Lipedema: la enfermedad que afecta a millones de mujeres y se confunde con celulitis

El lipedema es un trastorno que causa acumulación dolorosa de grasa en las extremidades inferiores, afecta entre el 10 y el 15 por ciento de las mujeres y solo fue reconocido oficialmente por la OMS en 2018. La enfermedad se confunde frecuentemente con celulitis u obesidad, lo que retrasa el diagnóstico años. Aunque los tratamientos conservadores alivian síntomas, los procedimientos quirúrgicos como la liposucción ofrecen resultados más duraderos.
Una enfermedad que afecta a millones de mujeres en el mundo continúa siendo una gran desconocida para pacientes y médicos. Se trata del lipedema, un trastorno del tejido graso que provoca acumulación progresiva y dolorosa de grasa principalmente en las piernas. Pese a haber sido descrita desde mediados del siglo XX, la Organización Mundial de la Salud solo la reconoció como enfermedad en 2018.
Se estima que entre el 10 y el 15 por ciento de las mujeres padecen lipedema, una cifra preocupante considerando que muchas permanecen sin diagnóstico durante años. Esta falta de identificación oportuna ocurre porque los síntomas se parecen mucho a otras condiciones como la celulitis o incluso al sobrepeso. El resultado es que las pacientes andan de médico en médico sin recibir una respuesta clara sobre lo que les sucede.
El lipedema tiene un componente hereditario importante. Aproximadamente el 50 por ciento de las mujeres que lo padecen tienen antecedentes familiares con la enfermedad. Además, su aparición está fuertemente vinculada a cambios hormonales, razón por la cual suele manifestarse durante la pubertad, el embarazo o la menopausia. Una característica distintiva es que produce aumento de volumen en muslos y piernas sin afectar los pies, algo que no mejora con dieta ni ejercicio.

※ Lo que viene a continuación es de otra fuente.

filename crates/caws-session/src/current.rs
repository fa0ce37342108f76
//! Resolve the workspace this process is running inside, if any.

use caws_client::{ControlPlane, LocalWorkspace};
use caws_core::{DevelopmentWorkspace, HostContext, WorkspaceIdentity};

use crate::error::SessionError;

/// A workspace descriptor paired with the client for its local agent.
#[derive(Debug)]
pub struct ConnectedWorkspace<W> {
    pub summary: DevelopmentWorkspace,
    pub workspace_client: W,
}

/// Look up the workspace hosting this process.
///
/// `Ok(None)` means this host is not a development workspace; nothing remote
/// is called in that case. Once the host claims to be a workspace, an
/// unparsable ARN or missing organization/project is an error.
///
/// # Errors
///
/// Identifier errors, [`caws_core::CoreError::MissingContext`], or the
/// control-plane lookup failure.
pub async fn resolve_current<C, W>(
    client: &C,
    workspace_client: W,
    host: &HostContext,
) -> Result<Option<ConnectedWorkspace<W>>, SessionError>
where
    C: ControlPlane + ?Sized,
    W: LocalWorkspace,
{
    let Some(arn) = workspace_client.arn() else {
        return Ok(None);
    };
    if !workspace_client.is_workspace() {
        return Ok(None);
    }

    let identity: WorkspaceIdentity = caws_core::resolve(arn, host)?;
    tracing::debug!(workspace = %identity, "running inside a development workspace");

    let summary = client.get_development_workspace(&identity).await?;
    Ok(Some(ConnectedWorkspace {
        summary,
        workspace_client,
    }))
}
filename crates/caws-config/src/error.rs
//! Configuration error types.

use thiserror::Error;

#[derive(Debug, Error)]
pub enum ConfigError {
    /// Figment extraction or merge error.
    #[error("Configuration error: {0}")]
    Figment(#[from] figment::Error),

    /// A required configuration section is not configured.
    #[error("Configuration section '{section}' is not configured (missing required fields)")]
    NotConfigured { section: String },

    /// A configuration field has an invalid value.
    #[error("Invalid configuration value for '{field}': {reason}")]
    InvalidValue { field: String, reason: String },
}
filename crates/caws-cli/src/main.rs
#![allow(dead_code)]
#![allow(clippy::pedantic)]
#![allow(clippy::unused_async)]

use anyhow::Context;
use clap::Parser;

mod bootstrap;
mod cli;
mod commands;
mod context;
mod output;

#[tokio::main]
async fn main() {
    if let Err(error) = run().await {
        eprintln!("caws error: {error:#}");
        eprintln!("run with --verbose or CAWS_LOG=debug for details");
        std::process::exit(1);
    }
}

async fn run() -> anyhow::Result<()> {
    let cli = cli::Cli::parse();
    init_tracing(cli.quiet, cli.verbose)?;

    let flags = cli.global_flags();
    let config = bootstrap::load_config()?;
    context::warn_unconfigured(&config);

    let ctx = context::AppContext::init(config)
        .await
        .context("failed to initialize caws application context")?;

    commands::dispatch::dispatch(cli.command, &ctx, &flags).await
}

fn init_tracing(quiet: bool, verbose: bool) -> anyhow::Result<()> {
    let level = if quiet {
        "error"
    } else if verbose {
        "debug"
    } else {
        "warn"
    };

    let filter = tracing_subscriber::EnvFilter::try_from_env("CAWS_LOG")
        .unwrap_or_else(|_| tracing_subscriber::EnvFilter::new(level));

    tracing_subscriber::fmt()
        .with_env_filter(filter)
        .with_writer(std::io::stderr)
        .try_init()
        .map_err(|error| anyhow::anyhow!("failed to initialize tracing subscriber: {error}"))?;

    Ok(())
}
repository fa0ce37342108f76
use crate::account::Session;
use crate::provider::AuthProvider;

/// Try every auto-connect-capable account in listed order, stopping at the
/// first that yields a session.
///
/// Failures are logged and skipped. `None` means no ambient credentials are
/// available, whether there was nothing to try or everything failed; callers
/// fall back to interactive login. Attempts never overlap.
pub async fn auto_connect<P>(provider: &P) -> Option<Session>
where
    P: AuthProvider + ?Sized,
{
    let candidates = provider
        .list_accounts()
        .into_iter()
        .filter(|account| account.metadata.can_auto_connect);

    for account in candidates {
        tracing::info!(account = %account.label, "trying to auto-connect");

        match provider.create_session(&account).await {
            Ok(session) => {
                tracing::info!(account = %account.label, "auto-connected");
                return Some(session);
            }
            Err(error) => {
                tracing::debug!(account = %account.label, %error, "unable to auto-connect");
            }
        }
    }

    None
}
use std::path::PathBuf;
use std::sync::Arc;

use anyhow::Context;
use caws_auth::{BearerTokenCache, SecretStore, StoredAccountProvider};
use caws_client::{ApiSessionVerifier, CawsClient, ControlPlane};
use caws_config::CawsConfig;
use caws_session::{Connector, MementoStore};

/// Shared application resources initialized once at startup.
pub struct AppContext {
    pub config: CawsConfig,
    pub storage_root: PathBuf,
    pub client: Arc<CawsClient>,
    pub accounts: StoredAccountProvider<ApiSessionVerifier>,
}

impl AppContext {
    /// Build the control-plane client and give it saved credentials if any.
    pub async fn init(config: CawsConfig) -> anyhow::Result<Self> {
        let storage_root = config
            .storage
            .root_dir()
            .context("failed to resolve storage root")?;

        let client = CawsClient::new(&config.endpoint).context("failed to create control-plane client")?;
        let accounts = StoredAccountProvider::new(
            &storage_root,
            SecretStore::new(&storage_root),
            client.session_verifier(),
        );

        let client = caws_session::connect_client(client, &accounts)
            .await
            .context("failed to apply saved credentials")?;
        tracing::debug!(connected = client.connected(), "control-plane client ready");

        Ok(Self {
            config,
            storage_root,
            client: Arc::new(client),
            accounts,
        })
    }

    /// Fail unless the client has verified credentials.
    pub fn require_connected(&self) -> anyhow::Result<()> {
        if !self.client.connected() {
            anyhow::bail!("not logged in: run `caws login`");
        }
        Ok(())
    }

    pub fn connector(&self) -> Connector {
        Connector {
            client: self.client.clone(),
            tokens: BearerTokenCache::new(&self.storage_root),
            mementos: MementoStore::new(&self.storage_root),
            config: self.config.connect.clone(),
        }
    }
}
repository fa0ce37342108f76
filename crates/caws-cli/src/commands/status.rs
use caws_auth::AuthProvider;
use caws_client::ControlPlane;
use serde::Serialize;

use crate::cli::GlobalFlags;
use crate::context::AppContext;
use crate::output::output;

#[derive(Serialize)]
struct StatusResponse {
    endpoint: String,
    region: String,
    storage_root: String,
    connected: bool,
    user: Option<String>,
    accounts: Vec<AccountEntry>,
}

#[derive(Serialize)]
struct AccountEntry {
    id: String,
    label: String,
    can_auto_connect: bool,
}

pub async fn handle(ctx: &AppContext, flags: &GlobalFlags) -> anyhow::Result<()> {
    let accounts = ctx
        .accounts
        .list_accounts()
        .into_iter()
        .map(|account| AccountEntry {
            id: account.id,
            label: account.label,
            can_auto_connect: account.metadata.can_auto_connect,
        })
        .collect();

    output(
        &StatusResponse {
            endpoint: ctx.client.endpoint(),
            region: ctx.client.region_code(),
            storage_root: ctx.storage_root.display().to_string(),
            connected: ctx.client.connected(),
            user: ctx.client.user(),
            accounts,
        },
        flags.format,
    )
}
use caws_auth::AuthError;
use caws_client::ClientError;
use caws_core::CoreError;
use thiserror::Error;

#[derive(Debug, Error)]
pub enum SessionError {
    #[error("not logged in: cannot build a workspace session environment")]
    NotAuthenticated,

    #[error(transparent)]
    Core(#[from] CoreError),

    #[error(transparent)]
    Client(#[from] ClientError),

    #[error(transparent)]
    Auth(#[from] AuthError),

    #[error("failed to start workspace {workspace_id}")]
    WorkspaceStartFailed { workspace_id: String },

    #[error("missing dependency {tool}: {reason}")]
    DependencyResolutionFailed { tool: &'static str, reason: String },

    #[error("failed to spawn {program}: {source}")]
    Spawn {
        program: String,
        #[source]
        source: std::io::Error,
    },

    #[error("{program} exited with {}: {stderr}", code.map_or_else(|| "a signal".to_string(), |c| format!("code {c}")))]
    ProcessFailed {
        program: String,
        code: Option<i32>,
        stderr: String,
    },

    #[error("ssh-agent error: {0}")]
    SshAgent(String),

    #[error("memento store error: {0}")]
    Memento(String),

    #[error("devfile location unavailable: {0}")]
    Devfile(String),

    #[error("I/O error: {0}")]
    Io(#[from] std::io::Error),
}
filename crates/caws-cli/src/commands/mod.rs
pub mod clone_url;
pub mod create;
pub mod current;
pub mod dispatch;
pub mod env;
pub mod login;
pub mod logout;
pub mod open;
pub mod repos;
pub mod status;

use caws_core::WorkspaceIdentity;

use crate::cli::root_commands::WorkspaceArgs;

pub(crate) fn identity(args: &WorkspaceArgs) -> anyhow::Result<WorkspaceIdentity> {
    WorkspaceIdentity::new(&args.id, &args.org, &args.project).map_err(anyhow::Error::from)
}
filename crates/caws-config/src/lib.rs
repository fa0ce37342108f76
//! # caws-config
//!
//! Layered configuration loading for caws using figment.
//!
//! Configuration sources (in priority order, highest wins):
//! 1. Environment variables (`CAWS_*` prefix, `__` as separator)
//! 2. Project-level `.caws/config.toml`
//! 3. User-level `~/.config/caws/config.toml`
//! 4. Built-in defaults
//!
//! # Environment Variable Mapping
//!
//! Figment maps `CAWS_ENDPOINT__API_URL` -> `endpoint.api_url`,
//! `CAWS_CONNECT__USE_SSH_AGENT` -> `connect.use_ssh_agent`, etc.
//!
//! # Usage
//!
//! ```no_run
//! use caws_config::CawsConfig;
//!
//! let config = CawsConfig::load_with_dotenv().expect("config");
//! let root = config.storage.root_dir().expect("storage root");
//! println!("tokens live under {}", root.display());
//! ```
//!
//! The loaded value is owned by the caller and passed down explicitly; nothing
//! in caws reads configuration from a global.

mod connect;
mod endpoint;
mod error;
mod storage;
mod workspace;

pub use connect::ConnectConfig;
pub use endpoint::EndpointConfig;
pub use error::ConfigError;
pub use storage::StorageConfig;
pub use workspace::WorkspaceConfig;

use figment::{
    Figment,
    providers::{Env, Format, Serialized, Toml},
};
use serde::{Deserialize, Serialize};
use std::path::PathBuf;

#[derive(Debug, Clone, Default, Deserialize, Serialize)]
pub struct CawsConfig {
    #[serde(default)]
    pub endpoint: EndpointConfig,
    #[serde(default)]
    pub storage: StorageConfig,
    #[serde(default)]
    pub connect: ConnectConfig,
    #[serde(default)]
    pub workspace: WorkspaceConfig,
}

impl CawsConfig {
    /// Load configuration from all sources (TOML files + environment variables).
    ///
    /// Does NOT call `dotenvy` -- use [`Self::load_with_dotenv`] for `.env` loading.
    ///
    /// # Errors
    ///
    /// Returns [`ConfigError::Figment`] if a source fails to parse or extract.
    pub fn load() -> Result<Self, ConfigError> {
        Self::figment().extract().map_err(ConfigError::from)
    }

    /// Load configuration with `.env` file support from the current directory.
    ///
    /// # Errors
    ///
    /// Same as [`Self::load`].
    pub fn load_with_dotenv() -> Result<Self, ConfigError> {
        let _ = dotenvy::dotenv();
        Self::load()
    }

    /// Build the figment provider chain.
    ///
    /// Public so tests can add providers on top.
    #[must_use]
    pub fn figment() -> Figment {
        let mut figment = Figment::from(Serialized::defaults(Self::default()));

        // Layer 1: User-global config
        if let Some(global_path) = Self::global_config_path()
            && global_path.exists()
        {
            figment = figment.merge(Toml::file(global_path));
        }

        // Layer 2: Project-local config
        let local_path = PathBuf::from(".caws/config.toml");
        if local_path.exists() {
            figment = figment.merge(Toml::file(local_path));
        }

        // Layer 3: Environment variables (highest priority). Only nested keys:
        // spawned sessions export a flat `CAWS_ENDPOINT` that is not config.
        figment.merge(
            Env::prefixed("CAWS_")
                .filter(|key| key.as_str().contains("__"))
                .split("__"),
        )
    }

    fn global_config_path() -> Option<PathBuf> {
        dirs::config_dir().map(|p| p.join("caws").join("config.toml"))
    }
}

#[cfg(test)]
mod tests {
    use super::*;

    #[test]
    fn default_config_loads() {
        let config = CawsConfig::default();
        assert!(!config.endpoint.is_configured());
        assert!(config.connect.use_ssh_agent);
        assert_eq!(config.connect.target_path, "/projects");
    }

    #[test]
    fn flat_session_variables_are_ignored() {
        figment::Jail::expect_with(|jail| {
            jail.set_env("CAWS_ENDPOINT", "https://session.example.dev");
            let config: CawsConfig = CawsConfig::figment().extract()?;
            assert!(!config.endpoint.is_configured());
            Ok(())
        });
    }

    #[test]
    fn figment_builds_without_files() {
        figment::Jail::expect_with(|_jail| {
            let config: CawsConfig = CawsConfig::figment().extract()?;
            assert_eq!(config.endpoint.region, "us-east-1");
            assert_eq!(config.connect.host_name_prefix, "aws-caws-");
            assert_eq!(config.connect.ide_runtime, "VSCode");
            Ok(())
        });
    }
}
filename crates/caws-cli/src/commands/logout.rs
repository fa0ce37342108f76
use caws_auth::AuthProvider;
use serde::Serialize;

use crate::cli::GlobalFlags;
use crate::cli::root_commands::LogoutArgs;
use crate::context::AppContext;
use crate::output::output;

#[derive(Serialize)]
struct LogoutResponse {
    cleared: bool,
    account: Option<String>,
}

pub async fn handle(args: &LogoutArgs, ctx: &AppContext, flags: &GlobalFlags) -> anyhow::Result<()> {
    let account = args.account.clone().or_else(|| {
        ctx.accounts
            .list_accounts()
            .into_iter()
            .next()
            .map(|account| account.id)
    });

    let cleared = match &account {
        Some(id) => ctx.accounts.logout(id)?,
        None => false,
    };
    ctx.client.clear_credentials();

    output(&LogoutResponse { cleared, account }, flags.format)
}
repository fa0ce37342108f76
use async_trait::async_trait;

use crate::account::{Account, Session};
use crate::error::AuthError;

/// Source of accounts and sessions for the connection flow.
#[async_trait]
pub trait AuthProvider: Send + Sync {
    /// Accounts in the order they should be tried.
    fn list_accounts(&self) -> Vec<Account>;

    /// The session created most recently, if it is still held.
    fn active_session(&self) -> Option<Session>;

    /// Create a session for `account`. May refresh tokens as a side effect.
    async fn create_session(&self, account: &Account) -> Result<Session, AuthError>;
}

/// Identity confirmed by the control plane for a stored secret.
#[derive(Debug, Clone, PartialEq, Eq)]
pub struct VerifiedSession {
    pub session_id: String,
    pub user: String,
}

/// Checks a stored secret against the control plane.
#[async_trait]
pub trait SessionVerifier: Send + Sync {
    async fn verify(&self, secret: &str) -> Result<VerifiedSession, AuthError>;
}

Los síntomas van más allá del volumen visible. Las mujeres con lipedema reportan sensación de pesadez, dolor persistente, aparición frecuente de morados en la zona afectada, picor y mayor sensibilidad en las extremidades inferiores. El impacto no es solo físico: más de la mitad de las pacientes experimentan afectaciones en su vida social, laboral y personal, además de consecuencias emocionales derivadas de la tardanza en el diagnóstico.
La principal diferencia con la celulitis radica en que esta última se localiza en diferentes áreas del cuerpo como caderas, muslos y abdomen, generando el aspecto de piel de naranja, y mejora con ejercicio y alimentación equilibrada. El lipedema, en cambio, se concentra en las extremidades, causa dolor genuino y no responde a estos tratamientos convencionales. A diferencia de la obesidad, que afecta tanto a hombres como a mujeres y se relaciona con el peso corporal medido por el índice de masa corporal, el lipedema puede presentarse incluso en mujeres con peso considerado normal.
El diagnóstico es únicamente clínico, es decir, basado en la evaluación médica, ya que no existen pruebas específicas de laboratorio que lo detecten. Esto contribuye aún más a la confusión con otras afecciones. Respecto al tratamiento, existen dos opciones principales. Los tratamientos conservadores incluyen el uso de compresión linfática y ejercicio en agua, que alivian síntomas y reducen el dolor de forma temporal, aunque no eliminan significativamente el tejido graso acumulado. Los procedimientos quirúrgicos como la liposucción permiten extraer el tejido adiposo mediante pequeñas incisiones estratégicas, ofreciendo resultados inmediatos y duraderos que reducen notoriamente la pesadez, el dolor y los morados en las piernas.